= Louis-Pierre Dillais =

French businessman

Louis-Pierre Dillais is a French businessman. He acknowledged his involvement with the sinking of the Rainbow Warrior in an interview with New Zealand State broadcaster TVNZ in 2005. Admiral Pierre Lacoste said in 2005 to the New Zealand Herald that Dillais was not part of the "third team".

==Life==
According to Greenpeace, his father-in-law is former Foreign Minister Jean François-Poncet.
In 1994, French Defence Minister François Léotard appointed Dillais as chief of the private office of the Minister of Defence, in charge of military intelligence.
Dillais had already "worked for the general secretariat of the 'Defense National', attached to Prime Ministerial Services, in charge of European-Atlantic affairs".

A 1996 account in the Times of London, according to Harper's Magazine, links him to politics- and arms-related money laundering.

He was reported in 2007 as living in Virginia.

In 2012, De Standaard wrote that he is a former agent of the DGSE, while Greenpeace called him a terrorist.
De Morgen reported that he was holding a top position in the FN Herstal U.S. operations unit since 2005.

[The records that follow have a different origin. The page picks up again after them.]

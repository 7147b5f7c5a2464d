//! Per-record mapping of normalized entities to ICD-10 codes.

use crate::coding::dictionary::CodeDictionary;

/// Union of codes across all of a record's entities. The outer loop follows
/// entity order, the inner loop dictionary insertion order; a code is kept at
/// its first occurrence. No match yields an empty list, not an error.
pub fn map_entities(entities: &[String], dictionary: &CodeDictionary) -> Vec<String> {
    let mut codes: Vec<String> = Vec::new();
    for entity in entities {
        for code in dictionary.matching_codes(entity) {
            if !codes.iter().any(|c| c == code) {
                codes.push(code.to_string());
            }
        }
    }
    codes
}
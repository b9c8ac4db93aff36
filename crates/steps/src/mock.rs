//! `MockStep` — a test double for `Step`.
//!
//! Useful in unit and integration tests where a real step implementation is
//! either unavailable or irrelevant.

use std::sync::{Arc, Mutex};
use std::time::Duration;

use async_trait::async_trait;

use config::HostSpec;

use crate::context::RunContext;
use crate::error::StepError;
use crate::traits::{Step, StepOutput};

/// Behaviour injected into `MockStep` at construction time.
pub enum MockBehaviour {
    /// Execute succeeds immediately.
    Succeed,
    /// Check reports the step already satisfied; execute must never run.
    AlreadyDone,
    /// Check itself errors out.
    FailCheck(String),
    /// Execute fails.
    FailExecute(String),
    /// Execute succeeds after a fixed delay (for concurrency timing tests).
    SucceedAfter(Duration),
}

/// A mock step that records every host it touches and behaves as programmed.
pub struct MockStep {
    name: String,
    behaviour: MockBehaviour,
    checks: Arc<Mutex<Vec<String>>>,
    executions: Arc<Mutex<Vec<String>>>,
}

impl MockStep {
    pub fn new(name: impl Into<String>, behaviour: MockBehaviour) -> Self {
        Self {
            name: name.into(),
            behaviour,
            checks: Arc::new(Mutex::new(Vec::new())),
            executions: Arc::new(Mutex::new(Vec::new())),
        }
    }

    pub fn succeeding(name: impl Into<String>) -> Self {
        Self::new(name, MockBehaviour::Succeed)
    }

    pub fn already_done(name: impl Into<String>) -> Self {
        Self::new(name, MockBehaviour::AlreadyDone)
    }

    pub fn failing(name: impl Into<String>, msg: impl Into<String>) -> Self {
        Self::new(name, MockBehaviour::FailExecute(msg.into()))
    }

    pub fn failing_check(name: impl Into<String>, msg: impl Into<String>) -> Self {
        Self::new(name, MockBehaviour::FailCheck(msg.into()))
    }

    pub fn delayed(name: impl Into<String>, delay: Duration) -> Self {
        Self::new(name, MockBehaviour::SucceedAfter(delay))
    }

    /// Hosts `check` was called for, in call order.
    pub fn checked_hosts(&self) -> Vec<String> {
        self.checks.lock().expect("mock lock poisoned").clone()
    }

    /// Hosts `execute` was called for, in call order.
    pub fn executed_hosts(&self) -> Vec<String> {
        self.executions.lock().expect("mock lock poisoned").clone()
    }

    pub fn execute_count(&self) -> usize {
        self.executions.lock().expect("mock lock poisoned").len()
    }
}

#[async_trait]
impl Step for MockStep {
    fn name(&self) -> &str {
        &self.name
    }

    async fn check(&self, host: &HostSpec, _ctx: &RunContext) -> Result<bool, StepError> {
        self.checks
            .lock()
            .expect("mock lock poisoned")
            .push(host.name.clone());

        match &self.behaviour {
            MockBehaviour::AlreadyDone => Ok(true),
            MockBehaviour::FailCheck(msg) => Err(StepError::Other(msg.clone())),
            _ => Ok(false),
        }
    }

    async fn execute(&self, host: &HostSpec, _ctx: &RunContext) -> Result<StepOutput, StepError> {
        self.executions
            .lock()
            .expect("mock lock poisoned")
            .push(host.name.clone());

        match &self.behaviour {
            MockBehaviour::Succeed | MockBehaviour::AlreadyDone => {
                Ok(StepOutput::message(format!("{} done", self.name)))
            }
            MockBehaviour::SucceedAfter(delay) => {
                tokio::time::sleep(*delay).await;
                Ok(StepOutput::message(format!("{} done", self.name)))
            }
            MockBehaviour::FailExecute(msg) => Err(StepError::Other(msg.clone())),
            MockBehaviour::FailCheck(msg) => Err(StepError::Other(msg.clone())),
        }
    }
}
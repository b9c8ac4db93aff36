//! `config` crate — the cluster specification consumed by the orchestration core.
//!
//! These are *input* models: a declarative description of the cluster to
//! provision, already defaulted and validated by the time the core sees it.
//! Orchestration behaviour lives in the `engine` crate; the core only reads
//! host identity, address, and role fields from here.

pub mod error;
pub mod inventory;
pub mod loader;
pub mod models;

pub use error::ConfigError;
pub use inventory::Inventory;
pub use loader::load_cluster_spec;
pub use models::{ClusterSpec, HostSpec};

/// Well-known role names used by selectors and the provisioning recipe.
pub mod roles {
    pub const CONTROL_PLANE: &str = "control-plane";
    pub const WORKER: &str = "worker";
    pub const ETCD: &str = "etcd";
}
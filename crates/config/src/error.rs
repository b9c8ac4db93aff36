//! Typed error type for the config crate.

use thiserror::Error;

#[derive(Debug, Error)]
pub enum ConfigError {
    #[error("cannot read cluster file '{path}': {source}")]
    Io {
        path: String,
        #[source]
        source: std::io::Error,
    },

    #[error("invalid cluster file: {0}")]
    Parse(#[from] serde_json::Error),

    #[error("cluster has no hosts")]
    EmptyInventory,

    #[error("duplicate host name '{0}'")]
    DuplicateHost(String),

    #[error("host '{0}' has an empty address")]
    MissingAddress(String),

    #[error("role group '{role}' references unknown host '{host}'")]
    UnknownGroupHost { role: String, host: String },
}
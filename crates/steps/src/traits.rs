//! The `Step` trait — the contract every schedulable unit must fulfil.

use async_trait::async_trait;

use config::HostSpec;

use crate::context::RunContext;
use crate::error::StepError;

/// What a successful `execute` (or dry-run) produced.
#[derive(Debug, Clone, Default)]
pub struct StepOutput {
    pub message: String,
    pub stdout: String,
    pub stderr: String,
}

impl StepOutput {
    pub fn message(message: impl Into<String>) -> Self {
        Self {
            message: message.into(),
            ..Self::default()
        }
    }
}

/// An atomic, idempotent unit of work bound to one host at schedule time.
///
/// The engine drives every node and hook through the same contract:
/// 1. `check` — if it errors, the node is Failed in the check phase and
///    `execute` is never called; if it reports `true`, the node is Skipped.
/// 2. `execute` — performs the work and determines Succeeded/Failed.
///
/// In dry-run mode the engine calls `dry_run` instead of the pair; it must
/// not alter target-host state.
#[async_trait]
pub trait Step: Send + Sync {
    fn name(&self) -> &str;

    /// Is this step already satisfied on the host?
    ///
    /// The default says "no" — steps without a meaningful probe always run.
    async fn check(&self, _host: &HostSpec, _ctx: &RunContext) -> Result<bool, StepError> {
        Ok(false)
    }

    async fn execute(&self, host: &HostSpec, ctx: &RunContext) -> Result<StepOutput, StepError>;

    /// Non-mutating stand-in for `execute`, used for plan preview.
    async fn dry_run(&self, host: &HostSpec, _ctx: &RunContext) -> StepOutput {
        StepOutput::message(format!("would run '{}' on '{}'", self.name(), host.name))
    }
}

Minister Jean-Claude Marcourt defended Dillais' position as an "internal decision by FN Herstal." and the Rainbow Warrior an "internal French" issue.
In response to a parliamentary question by Bert Anciaux about Dillais, minister Joëlle Milquet says she will screen background check measures in a workgroup, aimed at more companies in more sectors.

In 2012, Greenpeace called for his deportation.